* _DATA LISTING_:
***

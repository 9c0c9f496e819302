use std::sync::Arc;
use std::time::Instant;

use tokio::sync::{mpsc, oneshot, watch};
use tokio::task::JoinHandle;
use tracing::{debug, error, info, warn};

use crate::axis::{DEFAULT_MAX_POSITION, DEFAULT_MIN_POSITION};
use crate::persistence::config_portal::{ConfigPortal, ConfigResult, PortalAction};
use crate::persistence::AxisCalibration;
use crate::sync::{RigSnapshot, SyncCommand};

// Session settings
#[derive(Clone, Debug)]
pub struct CalibrationSettings {
    pub update_interval_ms: u64,
}

impl Default for CalibrationSettings {
    fn default() -> Self {
        Self {
            update_interval_ms: 50,
        }
    }
}

// Session errors
#[derive(Debug, thiserror::Error)]
pub enum CalibrationError {
    #[error("Failed to send engine command: {0}")]
    CommandError(String),

    #[error("No control axis bound for {0}")]
    NoControlAxis(String),
}

/// Operator commands accepted by a running session.
#[derive(Debug, Clone)]
pub enum CalibrationCommand {
    /// Bind a control axis to this motion axis and register it remotely
    SetControl { control_axis: String },
    /// Record the current absolute value as the range minimum
    SetMinimum,
    /// Record the current absolute value as the range maximum
    SetMaximum,
    /// Forget the persisted calibration of this motion axis
    Reset,
}

/// Calibration state for one motion axis.
///
/// Tracks the live absolute value of the bound control axis, integrates its
/// speed into a displacement setpoint, and persists recorded bounds through
/// the portal. Recorded bounds are always applied literally — sweeping the
/// maximum below the minimum yields an intentionally inverted axis.
pub struct CalibrationSession {
    // Persistence key of the motion axis being calibrated
    motion_axis_id: String,

    // Remote axis currently bound as the control axis
    control_axis: Option<String>,

    // Recorded calibration bounds
    min_position: f32,
    max_position: f32,

    // Latest absolute value of the control axis
    current_value: f32,

    // Integrated displacement, fed back as the setpoint trajectory
    displacement: f32,

    portal: Arc<ConfigPortal>,
    engine_commands: mpsc::Sender<SyncCommand>,
    snapshots: watch::Receiver<RigSnapshot>,
}

impl CalibrationSession {
    /// Restores the session for a motion axis from its persisted record.
    pub fn new(
        motion_axis_id: &str,
        portal: Arc<ConfigPortal>,
        engine_commands: mpsc::Sender<SyncCommand>,
        snapshots: watch::Receiver<RigSnapshot>,
    ) -> Self {
        let record = match portal
            .execute_portal_action(PortalAction::GetAxisCalibration(motion_axis_id.to_string()))
        {
            ConfigResult::AxisCalibration(record) => record,
            _ => {
                warn!("Could not read calibration for {}, using defaults", motion_axis_id);
                AxisCalibration::default()
            }
        };

        let (min_position, max_position) = record.bounds();
        info!(
            "Calibration session for {}: bounds [{}, {}], control axis {:?}",
            motion_axis_id, min_position, max_position, record.control_axis
        );

        Self {
            motion_axis_id: motion_axis_id.to_string(),
            control_axis: record.control_axis,
            min_position,
            max_position,
            current_value: 0.0,
            displacement: 0.0,
            portal,
            engine_commands,
            snapshots,
        }
    }

    pub fn control_axis(&self) -> Option<&str> {
        self.control_axis.as_deref()
    }

    pub fn bounds(&self) -> (f32, f32) {
        (self.min_position, self.max_position)
    }

    pub fn displacement(&self) -> f32 {
        self.displacement
    }

    /// Restores a previously persisted binding at startup.
    pub async fn restore_binding(&mut self) -> Result<(), CalibrationError> {
        let Some(control_axis) = self.control_axis.clone() else {
            debug!("No persisted control axis for {}", self.motion_axis_id);
            return Ok(());
        };

        self.send(SyncCommand::RegisterRemote {
            axis_id: control_axis.clone(),
            initial_position: self.current_value,
        })
        .await?;
        self.apply_range(&control_axis).await
    }

    /// Binds a control axis, registers it with the engine, and persists the
    /// binding.
    pub async fn set_control(&mut self, control_axis: &str) -> Result<(), CalibrationError> {
        info!("Setting control axis for {}: {}", self.motion_axis_id, control_axis);

        self.send(SyncCommand::RegisterRemote {
            axis_id: control_axis.to_string(),
            initial_position: self.current_value,
        })
        .await?;
        self.apply_range(control_axis).await?;

        self.control_axis = Some(control_axis.to_string());
        self.displacement = self.current_value;
        self.persist();
        Ok(())
    }

    /// Records the current absolute value as the range minimum.
    pub async fn set_minimum(&mut self) -> Result<(), CalibrationError> {
        info!(
            "Recording minimum for {}: {}",
            self.motion_axis_id, self.current_value
        );
        self.min_position = self.current_value;
        self.persist();
        self.reapply_range().await
    }

    /// Records the current absolute value as the range maximum.
    pub async fn set_maximum(&mut self) -> Result<(), CalibrationError> {
        info!(
            "Recording maximum for {}: {}",
            self.motion_axis_id, self.current_value
        );
        self.max_position = self.current_value;
        self.persist();
        self.reapply_range().await
    }

    /// Forgets the persisted calibration and falls back to defaults.
    pub async fn reset(&mut self) -> Result<(), CalibrationError> {
        info!("Resetting calibration for {}", self.motion_axis_id);
        self.portal
            .execute_portal_action(PortalAction::DeleteAxisCalibration(
                self.motion_axis_id.clone(),
            ));
        self.min_position = DEFAULT_MIN_POSITION;
        self.max_position = DEFAULT_MAX_POSITION;
        self.reapply_range().await
    }

    /// One session cycle: widen speed extrema, sample the control axis,
    /// integrate displacement, and push it as setpoint feedback.
    pub async fn tick(&mut self, dt: f32) -> Result<(), CalibrationError> {
        let Some(control_axis) = self.control_axis.clone() else {
            return Ok(());
        };

        self.send(SyncCommand::ObserveSpeed {
            axis_id: control_axis.clone(),
        })
        .await?;

        let (position, velocity) = {
            let snapshot = self.snapshots.borrow();
            (
                snapshot.absolute_position(&control_axis),
                snapshot.absolute_speed(&control_axis),
            )
        };

        self.current_value = position;
        self.displacement += velocity * dt;

        // Feedback travels in normalized control units; the engine maps it
        // back into axis-native setpoints with the same calibrated range
        let half_range = self.half_range();
        let normalized_setpoint = (self.displacement - self.min_position) / half_range - 1.0;
        let normalized_speed = velocity / half_range;

        self.send(SyncCommand::SetFeedback {
            axis_id: control_axis,
            speed: normalized_speed,
            setpoints: vec![normalized_setpoint],
        })
        .await
    }

    async fn reapply_range(&mut self) -> Result<(), CalibrationError> {
        match self.control_axis.clone() {
            Some(control_axis) => self.apply_range(&control_axis).await,
            None => Ok(()),
        }
    }

    // Passes the recorded bounds through literally; inverted recordings stay
    // inverted
    async fn apply_range(&mut self, control_axis: &str) -> Result<(), CalibrationError> {
        self.send(SyncCommand::CalibrateRange {
            axis_id: control_axis.to_string(),
            min_position: self.min_position,
            max_position: self.max_position,
        })
        .await
    }

    fn half_range(&self) -> f32 {
        let range = self.max_position - self.min_position;
        let range = if range != 0.0 { range } else { 1.0 };
        range / 2.0
    }

    fn persist(&self) {
        let record = AxisCalibration {
            min_position: Some(self.min_position),
            max_position: Some(self.max_position),
            control_axis: self.control_axis.clone(),
        };
        match self.portal.execute_portal_action(PortalAction::WriteAxisCalibration(
            self.motion_axis_id.clone(),
            record,
        )) {
            ConfigResult::Success => debug!("Calibration for {} persisted", self.motion_axis_id),
            _ => warn!("Failed to persist calibration for {}", self.motion_axis_id),
        }
    }

    async fn send(&self, command: SyncCommand) -> Result<(), CalibrationError> {
        self.engine_commands
            .send(command)
            .await
            .map_err(|e| CalibrationError::CommandError(e.to_string()))
    }
}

***

* _WHAT YOU WILL DO_: Once you have read the data, copy all of it out exactly.

* _COMPLETED EXERCISE_:
repository 9c0c9f496e819302
use std::sync::Arc;
use std::time::Instant;

use tokio::sync::{mpsc, oneshot, watch};
use tokio::task::JoinHandle;
use tracing::{debug, error, info, warn};

use crate::axis::{DEFAULT_MAX_POSITION, DEFAULT_MIN_POSITION};
use crate::persistence::config_portal::{ConfigPortal, ConfigResult, PortalAction};
use crate::persistence::AxisCalibration;
use crate::sync::{RigSnapshot, SyncCommand};

// Session settings
#[derive(Clone, Debug)]
pub struct CalibrationSettings {
    pub update_interval_ms: u64,
}

impl Default for CalibrationSettings {
    fn default() -> Self {
        Self {
            update_interval_ms: 50,
        }
    }
}

// Session errors
#[derive(Debug, thiserror::Error)]
pub enum CalibrationError {
    #[error("Failed to send engine command: {0}")]
    CommandError(String),

    #[error("No control axis bound for {0}")]
    NoControlAxis(String),
}

/// Operator commands accepted by a running session.
#[derive(Debug, Clone)]
pub enum CalibrationCommand {
    /// Bind a control axis to this motion axis and register it remotely
    SetControl { control_axis: String },
    /// Record the current absolute value as the range minimum
    SetMinimum,
    /// Record the current absolute value as the range maximum
    SetMaximum,
    /// Forget the persisted calibration of this motion axis
    Reset,
}

/// Calibration state for one motion axis.
///
/// Tracks the live absolute value of the bound control axis, integrates its
/// speed into a displacement setpoint, and persists recorded bounds through
/// the portal. Recorded bounds are always applied literally — sweeping the
/// maximum below the minimum yields an intentionally inverted axis.
pub struct CalibrationSession {
    // Persistence key of the motion axis being calibrated
    motion_axis_id: String,

    // Remote axis currently bound as the control axis
    control_axis: Option<String>,

    // Recorded calibration bounds
    min_position: f32,
    max_position: f32,

    // Latest absolute value of the control axis
    current_value: f32,

    // Integrated displacement, fed back as the setpoint trajectory
    displacement: f32,

    portal: Arc<ConfigPortal>,
    engine_commands: mpsc::Sender<SyncCommand>,
    snapshots: watch::Receiver<RigSnapshot>,
}

impl CalibrationSession {
    /// Restores the session for a motion axis from its persisted record.
    pub fn new(
        motion_axis_id: &str,
        portal: Arc<ConfigPortal>,
        engine_commands: mpsc::Sender<SyncCommand>,
        snapshots: watch::Receiver<RigSnapshot>,
    ) -> Self {
        let record = match portal
            .execute_portal_action(PortalAction::GetAxisCalibration(motion_axis_id.to_string()))
        {
            ConfigResult::AxisCalibration(record) => record,
            _ => {
                warn!("Could not read calibration for {}, using defaults", motion_axis_id);
                AxisCalibration::default()
            }
        };

        let (min_position, max_position) = record.bounds();
        info!(
            "Calibration session for {}: bounds [{}, {}], control axis {:?}",
            motion_axis_id, min_position, max_position, record.control_axis
        );

        Self {
            motion_axis_id: motion_axis_id.to_string(),
            control_axis: record.control_axis,
            min_position,
            max_position,
            current_value: 0.0,
            displacement: 0.0,
            portal,
            engine_commands,
            snapshots,
        }
    }

    pub fn control_axis(&self) -> Option<&str> {
        self.control_axis.as_deref()
    }

    pub fn bounds(&self) -> (f32, f32) {
        (self.min_position, self.max_position)
    }

    pub fn displacement(&self) -> f32 {
        self.displacement
    }

    /// Restores a previously persisted binding at startup.
    pub async fn restore_binding(&mut self) -> Result<(), CalibrationError> {
        let Some(control_axis) = self.control_axis.clone() else {
            debug!("No persisted control axis for {}", self.motion_axis_id);
            return Ok(());
        };

        self.send(SyncCommand::RegisterRemote {
            axis_id: control_axis.clone(),
            initial_position: self.current_value,
        })
        .await?;
        self.apply_range(&control_axis).await
    }

    /// Binds a control axis, registers it with the engine, and persists the
    /// binding.
    pub async fn set_control(&mut self, control_axis: &str) -> Result<(), CalibrationError> {
        info!("Setting control axis for {}: {}", self.motion_axis_id, control_axis);

        self.send(SyncCommand::RegisterRemote {
            axis_id: control_axis.to_string(),
            initial_position: self.current_value,
        })
        .await?;
        self.apply_range(control_axis).await?;

        self.control_axis = Some(control_axis.to_string());
        self.displacement = self.current_value;
        self.persist();
        Ok(())
    }

    /// Records the current absolute value as the range minimum.
    pub async fn set_minimum(&mut self) -> Result<(), CalibrationError> {
        info!(
            "Recording minimum for {}: {}",
            self.motion_axis_id, self.current_value
        );
        self.min_position = self.current_value;
        self.persist();
        self.reapply_range().await
    }

    /// Records the current absolute value as the range maximum.
    pub async fn set_maximum(&mut self) -> Result<(), CalibrationError> {
        info!(
            "Recording maximum for {}: {}",
            self.motion_axis_id, self.current_value
        );
        self.max_position = self.current_value;
        self.persist();
        self.reapply_range().await
    }

    /// Forgets the persisted calibration and falls back to defaults.
    pub async fn reset(&mut self) -> Result<(), CalibrationError> {
        info!("Resetting calibration for {}", self.motion_axis_id);
        self.portal
            .execute_portal_action(PortalAction::DeleteAxisCalibration(
                self.motion_axis_id.clone(),
            ));
        self.min_position = DEFAULT_MIN_POSITION;
        self.max_position = DEFAULT_MAX_POSITION;
        self.reapply_range().await
    }

    /// One session cycle: widen speed extrema, sample the control axis,
    /// integrate displacement, and push it as setpoint feedback.
    pub async fn tick(&mut self, dt: f32) -> Result<(), CalibrationError> {
        let Some(control_axis) = self.control_axis.clone() else {
            return Ok(());
        };

        self.send(SyncCommand::ObserveSpeed {
            axis_id: control_axis.clone(),
        })
        .await?;

        let (position, velocity) = {
            let snapshot = self.snapshots.borrow();
            (
                snapshot.absolute_position(&control_axis),
                snapshot.absolute_speed(&control_axis),
            )
        };

        self.current_value = position;
        self.displacement += velocity * dt;

        // Feedback travels in normalized control units; the engine maps it
        // back into axis-native setpoints with the same calibrated range
        let half_range = self.half_range();
        let normalized_setpoint = (self.displacement - self.min_position) / half_range - 1.0;
        let normalized_speed = velocity / half_range;

        self.send(SyncCommand::SetFeedback {
            axis_id: control_axis,
            speed: normalized_speed,
            setpoints: vec![normalized_setpoint],
        })
        .await
    }

    async fn reapply_range(&mut self) -> Result<(), CalibrationError> {
        match self.control_axis.clone() {
            Some(control_axis) => self.apply_range(&control_axis).await,
            None => Ok(()),
        }
    }

    // Passes the recorded bounds through literally; inverted recordings stay
    // inverted
    async fn apply_range(&mut self, control_axis: &str) -> Result<(), CalibrationError> {
        self.send(SyncCommand::CalibrateRange {
            axis_id: control_axis.to_string(),
            min_position: self.min_position,
            max_position: self.max_position,
        })
        .await
    }

    fn half_range(&self) -> f32 {
        let range = self.max_position - self.min_position;
        let range = if range != 0.0 { range } else { 1.0 };
        range / 2.0
    }

    fn persist(&self) {
        let record = AxisCalibration {
            min_position: Some(self.min_position),
            max_position: Some(self.max_position),
            control_axis: self.control_axis.clone(),
        };
        match self.portal.execute_portal_action(PortalAction::WriteAxisCalibration(
            self.motion_axis_id.clone(),
            record,
        )) {
            ConfigResult::Success => debug!("Calibration for {} persisted", self.motion_axis_id),
            _ => warn!("Failed to persist calibration for {}", self.motion_axis_id),
        }
    }

    async fn send(&self, command: SyncCommand) -> Result<(), CalibrationError> {
        self.engine_commands
            .send(command)
            .await
            .map_err(|e| CalibrationError::CommandError(e.to_string()))
    }
}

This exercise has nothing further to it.